Originally posted by player420That is truly the most unpleasent thing I have ever read... but it was funny!
HOW TO POOP AT WORK
We've all been there but don't like to admit it. We've all kicked back in our cubicles and suddenly felt something brewing
down below. As much as we try to convince ourselves otherwise, the WORK POOP is inevitable.
For those who hate pooping at work, following is the survival Guide for taking a dump at work.
CROP DUSTING ...[text shortened]... AMO-COUGH
A phony cough that alerts all new entrants into the bathroom that you are in a stall.
Two prawns were swimming around in the sea - one called Justin and
the other called Christian. The prawns were constantly being harassed and threatened by sharks
that patrolled the area.
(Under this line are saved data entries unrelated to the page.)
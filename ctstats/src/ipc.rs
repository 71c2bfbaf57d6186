use std::path::PathBuf;

use tokio::{net::UnixDatagram, runtime::Handle, task::JoinHandle};
use tracing::{error, trace};

use crate::error::Error;

/// Flow-tag updates from the flow-inspection peer arrive here.
pub const FLOW_TAGS_ENDPOINT: &str = "ipc:///tmp/ctstats_flow_tags";

const RECV_BUF_LEN: usize = 65536;

pub type RecvHandler = Box<dyn FnMut(&[u8]) + Send>;

/// Optional IPC transport. A missing backend disables the sink
/// silently; a backend that fails to start is an init error.
pub trait IpcBackend: Send {
    fn init_server(
        &self,
        endpoint: &str,
        handle: &Handle,
        recv: RecvHandler,
    ) -> Result<IpcServer, Error>;
}

/// A running flow-tag receiver, torn down at plugin close.
pub struct IpcServer {
    path: PathBuf,
    task: JoinHandle<()>,
}

impl IpcServer {
    #[cfg(test)]
    pub(crate) fn stub(path: PathBuf, task: JoinHandle<()>) -> IpcServer {
        IpcServer { path, task }
    }

    pub fn terminate(self) {
        self.task.abort();
        let _ = std::fs::remove_file(&self.path);
    }
}

/// Pull-style datagram endpoint: one datagram per encoded update, no
/// schema enforced here.
pub struct UnixPullBackend;

impl IpcBackend for UnixPullBackend {
    fn init_server(
        &self,
        endpoint: &str,
        handle: &Handle,
        mut recv: RecvHandler,
    ) -> Result<IpcServer, Error> {
        let path = PathBuf::from(endpoint.strip_prefix("ipc://").unwrap_or(endpoint));
        // A stale socket file from a previous run would fail the bind.
        let _ = std::fs::remove_file(&path);
        let socket = {
            let _guard = handle.enter();
            UnixDatagram::bind(&path).map_err(Error::Ipc)?
        };
        let task = handle.spawn(async move {
            let mut buf = vec![0u8; RECV_BUF_LEN];
            loop {
                match socket.recv(&mut buf).await {
                    Ok(len) => {
                        trace!(len, "received flow-tag update");
                        recv(&buf[..len]);
                    }
                    Err(e) => {
                        error!(error = %e, "flow-tag receive failed");
                        break;
                    }
                }
            }
        });
        Ok(IpcServer { path, task })
    }
}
Finally one day Justin said to Christian, "I'm bored and frustrated
at being a prawn, I wish I was a shark, then I wouldn't have any worries about
being eaten..."
As Justin had his mind firmly on becoming a predator, a mysterious
cod fish appears and says, "Your wish is granted", and lo and behold, Justin
turned into a shark. Horrified, Christian immediately swam away, afraid of being
eaten by his old mate.
Time went on and Justin found himself becoming bored and lonely as a shark. All his old mates swam away whenever he came close to them. Justin didn't realize that his new menacing appearance was the cause of his sad plight.
While out swimming alone one day he sees the mysterious cod again.
He begs the cod to change him back and, lo and behold, he is turned
back into a prawn. With tears of joy in his tiny little eyes, Justin swam back
to his friends and bought them all a cocktail. Looking around the gathering
he searched for his old pal.
"Where's Christian?" he asked.
"He's at home, distraught that his best friend changed sides to the enemy and became a shark", came the reply.
Eager to put things right again he set off to Christian's house. He banged on
the door and shouted, "It's me, Justin, your old friend, come out and see me again."
Christian replied "No way man, you'll eat me. You're a shark, I'll not be tricked. "
Justin cried back "No, I'm not. That was the old me. I've changed."
"I've seen Cod. I'm a prawn again Christian".
Originally posted by LittleBear
A recent study was made to find out what days men prefer to have sex.
It was found that men preferred to engage in sexual activity on the days that started with "T": Tuesday, Thursday, Thanksgiving, Today, Tomorrow, Thaturday and Thunday.
🙄
Oh my! very bad joke!
😴
My apologies... 🙂
A guy walks into a post office one day to see a very well-dressed, middle-aged, balding man standing at the counter methodically placing "Love" stamps on a huge stack of bright pink envelopes. Each envelope has hearts all over it. The man then takes out a perfume bottle and starts spraying scent all over them.
His curiosity getting the better of him, he goes up to the balding man and asks him what he is doing. The man says "I'm sending out 1,000
Valentines cards signed, 'Guess who?'"
"But why?" asks the man.
"I'm a divorce lawyer," the man replies.